Our conversations with autistic people and their families have shown that the right to advocacy is not always clear to those in mental health hospitals. We therefore, support the change to ‘opt-out’ advocacy and suggest that this is extended to informal patients that are autistic and or/ have a learning disability.
Minority groups and women
The Independent review found that people from minority groups and women experience higher levels of detention. Is enough consideration given in the draft Bill to specific issues facing patients from these groups who also have learning disabilities or autism?
Answer:
NHS Assuring Transformation Data shows that at the end of August 2022 there were 1,970 autistic people and people with learning disabilities are in inpatient mental health hospitals in England. 5% of inpatients were Black, 3% were Asian and 3% were of Mixed ethnicity. There is insufficient evidence on the experiences of autistic people from ethnic minority communities including those of Black African and Caribbean heritage, but we know it can be even harder for autistic people in these communities to get the support they need across all areas of life, this includes access to diagnosis and so the percentage of Black autistic people and people with a learning disability that are in mental health hospitals is likely to be much higher. We believe more research is needed into the experiences of autistic people from ethnic minority communities, to identify and address the barriers to receiving appropriate care.

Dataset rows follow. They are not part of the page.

use std::sync::Arc;
use std::sync::atomic::{AtomicBool, Ordering};

use async_trait::async_trait;
use chrono::{DateTime, Utc};
use fitrack_core::model::{
    Biometrics, Day, Exercise, ExerciseId, ExerciseKind, Program, ProgramId, ProgramKind,
    ProgressRecord, Section, Streak,
};
use fitrack_core::progression::Cursor;
use fitrack_core::time::fixed_now;
use fitrack_core::tracker::TrackerEvent;
use services::Clock;
use services::error::TrackerError;
use services::session::{Notice, PendingAck, PendingReset, ResetMode, TrackerLoopService};
use storage::repository::{
    CompletionRequest, DayCompletionRequest, InMemoryRepository, ProgramRepository,
    ProgressRepository, StorageError,
};

//
// ─── FIXTURES ──────────────────────────────────────────────────────────────────
//

const PROGRAM: ProgramId = ProgramId::new(1);

fn timed(id: u64, title: &str, secs: u32) -> Exercise {
    Exercise::new(
        ExerciseId::new(id),
        title,
        ExerciseKind::Time {
            duration_secs: Some(secs),
        },
        None,
        Section::Workout,
    )
    .unwrap()
}

/// Day 0 has three exercises, day 1 has one, day 2 is a rest day.
fn program() -> Program {
    Program::new(
        PROGRAM,
        ProgramKind::Program,
        "Full Body",
        vec![
            Day::new(
                0,
                "Legs",
                vec![
                    timed(11, "Squat", 3),
                    timed(12, "Lunge", 3),
                    timed(13, "Wall sit", 3),
                ],
            ),
            Day::new(1, "Core", vec![timed(21, "Plank", 3)]),
            Day::new(2, "Rest", Vec::new()),
        ],
    )
    .unwrap()
}

/// Progress backend whose writes can be switched to fail.
struct FlakyProgress {
    inner: InMemoryRepository,
    fail_reads: AtomicBool,
    fail_completions: AtomicBool,
    fail_days: AtomicBool,
    fail_resets: AtomicBool,
}

impl FlakyProgress {
    fn new(inner: InMemoryRepository) -> Self {
        Self {
            inner,
            fail_reads: AtomicBool::new(false),
            fail_completions: AtomicBool::new(false),
            fail_days: AtomicBool::new(false),
            fail_resets: AtomicBool::new(false),
        }
    }

    fn guard(flag: &AtomicBool) -> Result<(), StorageError> {
        if flag.load(Ordering::SeqCst) {
            Err(StorageError::Connection("backend offline".into()))
        } else {
            Ok(())
        }
    }
}
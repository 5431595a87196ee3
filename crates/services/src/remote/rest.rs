use std::env;
use std::time::Duration;

use async_trait::async_trait;
use chrono::{DateTime, NaiveDate, Utc};
use fitrack_core::ingest::{
    Ingested, RawProgram, RawProgress, normalize_program, normalize_progress, raw_program,
};
use fitrack_core::model::{Program, ProgramId, ProgressRecord, Streak};
use reqwest::{Client, Method, RequestBuilder, Response, StatusCode};
use serde::de::DeserializeOwned;
use serde::{Deserialize, Serialize};
use storage::repository::{
    CompletionRequest, DayCompletionRequest, ProgramRepository, ProgramSummary,
    ProgressRepository, StorageError,
};

use crate::error::RestError;

const DEFAULT_RETRIES: u32 = 2;
const DEFAULT_BACKOFF: Duration = Duration::from_millis(250);
const DEFAULT_TIMEOUT: Duration = Duration::from_secs(10);

#[derive(Clone, Debug)]
pub struct RestConfig {
    pub base_url: String,
    pub token: Option<String>,
    /// Extra attempts for writes that failed transiently.
    pub retries: u32,
    pub backoff: Duration,
    pub timeout: Duration,
}

impl RestConfig {
    #[must_use]
    pub fn new(base_url: impl Into<String>) -> Self {
        Self {
            base_url: base_url.into(),
            token: None,
            retries: DEFAULT_RETRIES,
            backoff: DEFAULT_BACKOFF,
            timeout: DEFAULT_TIMEOUT,
        }
    }

    /// Read `FITRACK_API_BASE_URL`, `FITRACK_API_TOKEN` and
    /// `FITRACK_API_RETRIES`.
    ///
    /// # Errors
    ///
    /// Returns `RestError::MissingBaseUrl` when no base URL is set and
    /// `RestError::InvalidRetries` for a non-numeric retry count.
    pub fn from_env() -> Result<Self, RestError> {
        let base_url = env::var("FITRACK_API_BASE_URL")
            .ok()
            .filter(|v| !v.trim().is_empty())
            .ok_or(RestError::MissingBaseUrl)?;
        let mut config = Self::new(base_url);
        config.token = env::var("FITRACK_API_TOKEN")
            .ok()
            .filter(|v| !v.trim().is_empty());
        if let Ok(raw) = env::var("FITRACK_API_RETRIES") {
            config.retries = raw
                .trim()
                .parse()
                .map_err(|_| RestError::InvalidRetries(raw.clone()))?;
        }
        Ok(config)
    }
}

//
// ─── WIRE BODIES ───────────────────────────────────────────────────────────────
//

#[derive(Debug, Serialize)]
#[serde(rename_all = "camelCase")]
struct CompleteExerciseBody {
    day_index: usize,
    exercise_id: u64,
    completed_at: DateTime<Utc>,
}

#[derive(Debug, Serialize)]
#[serde(rename_all = "camelCase")]
struct CompleteDayBody {
    day_index: usize,
    #[serde(skip_serializing_if = "Option::is_none")]
    heart_rate: Option<u16>,
    #[serde(skip_serializing_if = "Option::is_none")]
    weight_kg: Option<f32>,
    completed_at: DateTime<Utc>,
}

#[derive(Debug, Serialize)]
#[serde(rename_all = "camelCase")]
struct ResetDayBody {
    day_index: usize,
}

#[derive(Debug, Serialize)]
#[serde(rename_all = "camelCase")]
struct CompletedAtBody {
    completed_at: DateTime<Utc>,
}

#[derive(Debug, Deserialize)]
#[serde(rename_all = "camelCase")]
struct StreakBody {
    #[serde(default)]
    streak: u32,
    #[serde(default, alias = "lastCompletedDate")]
    last_completed_on: Option<NaiveDate>,
}

//
// ─── BACKEND ───────────────────────────────────────────────────────────────────
//

/// Program and progress repositories served by a REST API.
///
/// Reads are attempted once. Writes are retried up to `retries` extra times
/// on timeouts, connection failures, 429 and 5xx responses.
#[derive(Clone)]
pub struct RestBackend {
    client: Client,
    config: RestConfig,
}

impl RestBackend {
    /// # Errors
    ///
    /// Returns `RestError::Http` if the HTTP client cannot be built.
    pub fn new(config: RestConfig) -> Result<Self, RestError> {
        let client = Client::builder().timeout(config.timeout).build()?;
        Ok(Self { client, config })
    }

    #[must_use]
    pub fn config(&self) -> &RestConfig {
        &self.config
    }

    fn request(&self, method: Method, path: &str) -> RequestBuilder {
        let url = format!("{}{path}", self.config.base_url.trim_end_matches('/'));
        let builder = self.client.request(method, url);
        match &self.config.token {
            Some(token) => builder.bearer_auth(token),
            None => builder,
        }
    }

    async fn read<T: DeserializeOwned>(&self, path: &str) -> Result<Option<T>, RestError> {
        let response = self.request(Method::GET, path).send().await?;
        if response.status() == StatusCode::NOT_FOUND {
            return Ok(None);
        }
        Ok(Some(check(response)?.json().await?))
    }

    async fn write<B: Serialize + ?Sized>(
        &self,
        method: Method,
        path: &str,
        body: &B,
    ) -> Result<Response, RestError> {
        let mut attempt = 0;
        loop {
            let result = self
                .request(method.clone(), path)
                .json(body)
                .send()
                .await
                .map_err(RestError::from)
                .and_then(check);
            match result {
                Ok(response) => return Ok(response),
                Err(err) if err.is_transient() && attempt < self.config.retries => {
                    attempt += 1;
                    tracing::debug!(path, attempt, error = %err, "retrying write");
                    tokio::time::sleep(self.config.backoff * attempt).await;
                }
                Err(err) => {
                    tracing::warn!(path, attempts = attempt + 1, error = %err, "write failed");
                    return Err(err);
                }
            }
        }
    }
}

fn check(response: Response) -> Result<Response, RestError> {
    let status = response.status();
    if status.is_success() {
        Ok(response)
    } else {
        Err(RestError::HttpStatus(status))
    }
}

fn log_notes<T>(ingested: &Ingested<T>, program_id: ProgramId) {
    for note in &ingested.notes {
        tracing::debug!(%program_id, ?note, "default applied to backend document");
    }
}

fn progress_from_raw(program_id: ProgramId, raw: &RawProgress) -> ProgressRecord {
    let ingested = normalize_progress(program_id, raw);
    log_notes(&ingested, program_id);
    ingested.value
}

#[async_trait]
impl ProgramRepository for RestBackend {
    async fn list_programs(&self) -> Result<Vec<ProgramSummary>, StorageError> {
        let raw: Vec<RawProgram> = self.read("/programs").await?.unwrap_or_default();
        let mut list = Vec::with_capacity(raw.len());
        for doc in &raw {
            match normalize_program(doc) {
                Ok(ingested) => list.push(ProgramSummary::from_program(&ingested.value)),
                Err(err) => tracing::warn!(error = %err, "skipping unreadable program"),
            }
        }
        list.sort_by_key(|p| p.id);
        Ok(list)
    }

    async fn get_program(&self, id: ProgramId) -> Result<Option<Program>, StorageError> {
        let Some(raw) = self.read::<RawProgram>(&format!("/programs/{id}")).await? else {
            return Ok(None);
        };
        let ingested = normalize_program(&raw).map_err(RestError::from)?;
        log_notes(&ingested, id);
        Ok(Some(ingested.value))
    }

    async fn upsert_program(&self, program: &Program) -> Result<(), StorageError> {
        self.write(
            Method::PUT,
            &format!("/programs/{}", program.id()),
            &raw_program(program),
        )
        .await?;
        Ok(())
    }
}

#[async_trait]
impl ProgressRepository for RestBackend {
    async fn get_progress(&self, program_id: ProgramId) -> Result<ProgressRecord, StorageError> {
        let raw: Option<RawProgress> = self.read(&format!("/progress/{program_id}")).await?;
        Ok(raw.map_or_else(
            || ProgressRecord::empty(program_id),
            |raw| progress_from_raw(program_id, &raw),
        ))
    }

    async fn complete_exercise(
        &self,
        request: &CompletionRequest,
    ) -> Result<ProgressRecord, StorageError> {
        let body = CompleteExerciseBody {
            day_index: request.day_index,
            exercise_id: request.exercise_id.value(),
            completed_at: request.completed_at,
        };
        let path = format!("/progress/{}/exercises", request.program_id);
        let raw: RawProgress = self
            .write(Method::POST, &path, &body)
            .await?
            .json()
            .await
            .map_err(RestError::from)?;
        Ok(progress_from_raw(request.program_id, &raw))
    }

    async fn complete_day(&self, request: &DayCompletionRequest) -> Result<Streak, StorageError> {
        let body = CompleteDayBody {
            day_index: request.day_index,
            heart_rate: request.biometrics.and_then(|b| b.heart_rate()),
            weight_kg: request.biometrics.and_then(|b| b.weight_kg()),
            completed_at: request.completed_at,
        };
        let path = format!("/progress/{}/days", request.program_id);
        let streak: StreakBody = self
            .write(Method::POST, &path, &body)
            .await?
            .json()
            .await
            .map_err(RestError::from)?;
        Ok(Streak::from_persisted(streak.streak, streak.last_completed_on))
    }

    async fn reset_day(
        &self,
        program_id: ProgramId,
        day_index: usize,
    ) -> Result<(), StorageError> {
        let path = format!("/progress/{program_id}/reset-day");
        self.write(Method::POST, &path, &ResetDayBody { day_index })
            .await?;
        Ok(())
    }

    async fn reset_program(&self, program_id: ProgramId) -> Result<(), StorageError> {
        let path = format!("/progress/{program_id}/reset");
        self.write(Method::POST, &path, &serde_json::json!({}))
            .await?;
        Ok(())
    }

    async fn mark_program_complete(
        &self,
        program_id: ProgramId,
        at: DateTime<Utc>,
    ) -> Result<(), StorageError> {
        let path = format!("/progress/{program_id}/complete");
        self.write(Method::POST, &path, &CompletedAtBody { completed_at: at })
            .await?;
        Ok(())
    }
}

#[cfg(test)]
mod tests {
    use super::*;

    #[test]
    fn retry_policy_only_covers_transient_statuses() {
        assert!(RestError::HttpStatus(StatusCode::SERVICE_UNAVAILABLE).is_transient());
        assert!(RestError::HttpStatus(StatusCode::TOO_MANY_REQUESTS).is_transient());
        assert!(!RestError::HttpStatus(StatusCode::BAD_REQUEST).is_transient());
        assert!(!RestError::HttpStatus(StatusCode::NOT_FOUND).is_transient());
    }

    #[test]
    fn status_errors_map_to_storage_errors() {
        let not_found: StorageError = RestError::HttpStatus(StatusCode::NOT_FOUND).into();
        assert!(matches!(not_found, StorageError::NotFound));
        let conflict: StorageError = RestError::HttpStatus(StatusCode::CONFLICT).into();
        assert!(matches!(conflict, StorageError::Conflict));
        let other: StorageError = RestError::HttpStatus(StatusCode::BAD_GATEWAY).into();
        assert!(matches!(other, StorageError::Connection(_)));
    }

    #[test]
    fn day_body_omits_missing_readings() {
        let body = CompleteDayBody {
            day_index: 2,
            heart_rate: Some(120),
            weight_kg: None,
            completed_at: fitrack_core::time::fixed_now(),
        };
        let json = serde_json::to_value(&body).unwrap();
        assert_eq!(json["dayIndex"], 2);
        assert_eq!(json["heartRate"], 120);
        assert!(json.get("weightKg").is_none());
    }
}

In 2015 women made up 24% of autistic people and people with a learning disability in mental health hospitals, this has since risen to 31%. Again, late diagnosis and diagnostic overshadowing means that this figure is likely to be far higher. Improved understanding and clear diagnostic pathways for people in inpatient settings that are suspected to be autistic must be established. As well as this, more research is needed to understand the current gaps in care for autistic girls and women that leave them more prone to reaching crisis.
An awareness and understanding of minority groups must be adequately considered when a patient held under s.2 of the MHA is being assessed. The minority groups mentioned are historically less well understood and less frequently diagnosed, making it imperative for mental health professionals to have sufficient specialist training needed to make an accurate diagnosis. The needs of these groups should also inform the bill via community commissioning provisions and the ICB risk register. Further specific indicators of risk for minority groups including Black people, women and girls should be included in the Secretary of State’s guidance regarding ICB risk registers. The risk factors and barriers faced by these groups should also be used to form the basis of an adequate supply of preventative care. It is also crucial that those from minority groups are able to access culturally appropriate advocacy, something which again national commissioning could help to address.
21 October 2022
[1] National Autistic Society working with Mind (2021), Good Practice Guide, p. 7.
[2] National Autistic Society working with Mind (2021), Good Practice Guide, pp. 14-17.